The homeobox genes play important roles in the embryonic development of animals. Recent evidence suggests they might also regulate feeding and act as transcription factors of appetite regulators. Examples of these genes are a brain-specific homeobox transcription factor (BSX), NK2 homeobox 1 (NKX2.1) and the Iroquois homeobox 3 (IRX3). Sirtuin1 (SIRT1) acts as a transcription factor for nutrient (e.g. lipid, glucose) homeostasis and responds to stress and nutrient availability, and has been shown to interact with appetite regulators. Very little is known about the role of these genes in the regulation of feeding and nutrient homeostasis in fish. In this study, we assessed the roles of BSX, NKX2.1, IRX3 and SIRT1 in the central regulation of feeding in goldfish by examining their mRNA brain distribution, assessing the effects of fasting on their brain expression and assessing the effects of peripheral injections of cholecystokinin (CCK, a brain-gut peptide), on their brain expression. All genes showed a widespread distribution in the brain, with high levels in the hypothalamus. In both hypothalamus and telencephalon, fasting induced increases in BSX, IRX3 and NKX2.1 expressions but had no effect on SIRT1 expression levels.
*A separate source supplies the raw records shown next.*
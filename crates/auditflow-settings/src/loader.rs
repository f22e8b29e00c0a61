//! Settings loading with deep merge and environment variable overrides.
//!
//! Loading flow:
//! 1. Start with compiled [`ClientSettings::default()`]
//! 2. If the settings file exists, deep-merge its values over defaults
//! 3. Apply `AUDITFLOW_*` environment variable overrides (highest priority)

use std::path::{Path, PathBuf};

use secrecy::SecretString;
use serde_json::Value;
use tracing::debug;

use crate::errors::{Result, SettingsError};
use crate::types::ClientSettings;

/// Resolve the default settings file path (`~/.auditflow/settings.json`).
pub fn settings_path() -> PathBuf {
    let home = std::env::var("HOME").unwrap_or_else(|_| "/tmp".to_string());
    PathBuf::from(home).join(".auditflow").join("settings.json")
}

/// Load settings from the default path with env var overrides.
pub fn load_settings() -> Result<ClientSettings> {
    load_settings_from_path(&settings_path())
}

/// Load settings from a specific path with env var overrides.
///
/// A missing file yields defaults; invalid JSON is an error.
pub fn load_settings_from_path(path: &Path) -> Result<ClientSettings> {
    let mut settings = load_file_layer(path)?;
    apply_env_overrides(&mut settings);
    validate(&settings)?;
    Ok(settings)
}

fn load_file_layer(path: &Path) -> Result<ClientSettings> {
    let defaults = serde_json::to_value(ClientSettings::default())?;

    let merged = if path.exists() {
        debug!(?path, "loading settings from file");
        let content = std::fs::read_to_string(path)?;
        let user: Value = serde_json::from_str(&content)?;
        deep_merge(defaults, user)
    } else {
        debug!(?path, "settings file not found, using defaults");
        defaults
    };

    Ok(serde_json::from_value(merged)?)
}

fn validate(settings: &ClientSettings) -> Result<()> {
    let threshold = settings.audit.default_materiality_threshold;
    if !threshold.is_finite() || threshold < 0.0 {
        return Err(SettingsError::InvalidValue(format!(
            "audit.defaultMaterialityThreshold must be a non-negative number, got {threshold}"
        )));
    }
    if !matches!(
        settings.audit.default_display_mode.as_str(),
        "strict" | "lenient"
    ) {
        return Err(SettingsError::InvalidValue(format!(
            "audit.defaultDisplayMode must be strict or lenient, got {}",
            settings.audit.default_display_mode
        )));
    }
    Ok(())
}

/// Recursive deep merge of two JSON values.
///
/// - Objects are merged recursively (source overrides target per-key)
/// - Arrays and primitives are replaced entirely by source
/// - Null values in source are skipped (preserving target)
pub fn deep_merge(target: Value, source: Value) -> Value {
    match (target, source) {
        (Value::Object(mut target_map), Value::Object(source_map)) => {
            for (key, source_val) in source_map {
                if source_val.is_null() {
                    continue;
                }
                let merged = if let Some(target_val) = target_map.remove(&key) {
                    deep_merge(target_val, source_val)
                } else {
                    source_val
                };
                let _ = target_map.insert(key, merged);
            }
            Value::Object(target_map)
        }
        (_, source) => source,
    }
}

/// Apply environment variable overrides to loaded settings.
///
/// Invalid values are ignored with a warning.
pub fn apply_env_overrides(settings: &mut ClientSettings) {
    if let Some(v) = read_env_string("AUDITFLOW_API_BASE_URL") {
        settings.api.base_url = v;
    }
    if let Some(v) = read_env_string("AUDITFLOW_AUTH_TOKEN") {
        settings.api.auth_token = Some(SecretString::from(v));
    }
    if let Some(v) = read_env_u64("AUDITFLOW_REQUEST_TIMEOUT_MS", 1_000, 3_600_000) {
        settings.api.request_timeout_ms = v;
    }
    if let Some(v) = read_env_string("AUDITFLOW_LOG_LEVEL") {
        settings.logging.level = v;
    }
    if let Some(v) = read_env_bool("AUDITFLOW_LOG_JSON") {
        settings.logging.json = v;
    }
}

/// Parse a string as a boolean.
///
/// Accepts (case-insensitive): `true`/`1`/`yes`/`on` or `false`/`0`/`no`/`off`.
pub fn parse_bool(val: &str) -> Option<bool> {
    match val.to_lowercase().as_str() {
        "true" | "1" | "yes" | "on" => Some(true),
        "false" | "0" | "no" | "off" => Some(false),
        _ => None,
    }
}

/// Parse a string as a `u64` within a range.
pub fn parse_u64_range(val: &str, min: u64, max: u64) -> Option<u64> {
    let n: u64 = val.parse().ok()?;
    (n >= min && n <= max).then_some(n)
}

fn read_env_string(name: &str) -> Option<String> {
    std::env::var(name).ok().filter(|v| !v.is_empty())
}

fn read_env_bool(name: &str) -> Option<bool> {
    let val = std::env::var(name).ok()?;
    let result = parse_bool(&val);
    if result.is_none() {
        tracing::warn!(key = name, value = %val, "invalid boolean env var, ignoring");
    }
    result
}

fn read_env_u64(name: &str, min: u64, max: u64) -> Option<u64> {
    let val = std::env::var(name).ok()?;
    let result = parse_u64_range(&val, min, max);
    if result.is_none() {
        tracing::warn!(key = name, value = %val, "invalid u64 env var, ignoring");
    }
    result
}
//! Engagement linkage after a successful audit.

use tracing::info;

use auditflow_core::ids::Generation;

use crate::events::AuditEvent;
use crate::orchestrator::AuditOrchestrator;

impl AuditOrchestrator {
    /// Link the success tagged `generation` to the attached engagement, if any.
    ///
    /// Called once per committed success. The linkage runs in the background
    /// and always invokes both engagement capabilities, even if the session
    /// is reset or redispatched before the task is scheduled.
    pub(crate) fn link_engagement(&self, generation: Generation) {
        let Some(tracker) = self.inner.engagement.clone() else {
            return;
        };
        let this = self.clone();
        let _ = self.inner.tasks.spawn(async move {
            tracker.refresh_tool_runs().await;
            tracker.trigger_link_toast();
            info!(
                session_id = %this.inner.session_id,
                engagement_id = %tracker.engagement_id(),
                generation = %generation,
                "audit linked to engagement"
            );
            this.emit(AuditEvent::EngagementLinked {
                session_id: this.inner.session_id.clone(),
                engagement_id: tracker.engagement_id().clone(),
            });
        });
    }
}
CCK injections increased hypothalamic expression levels of IRX3 and SIRT1, and telencephalic expression levels of NKX2.1 and SIRT1, with no effect on either hypothalamic BSX or NKX2.1 expression levels or telencephalon BSX or IRX3 expression levels. Our results suggest that, in goldfish as in mammals, central BSX, NKX2.1, IRX3 and SIRT1 are present in regions of the brain regulating feeding, are sensitive to nutrient status and interact with appetite-regulating peptides.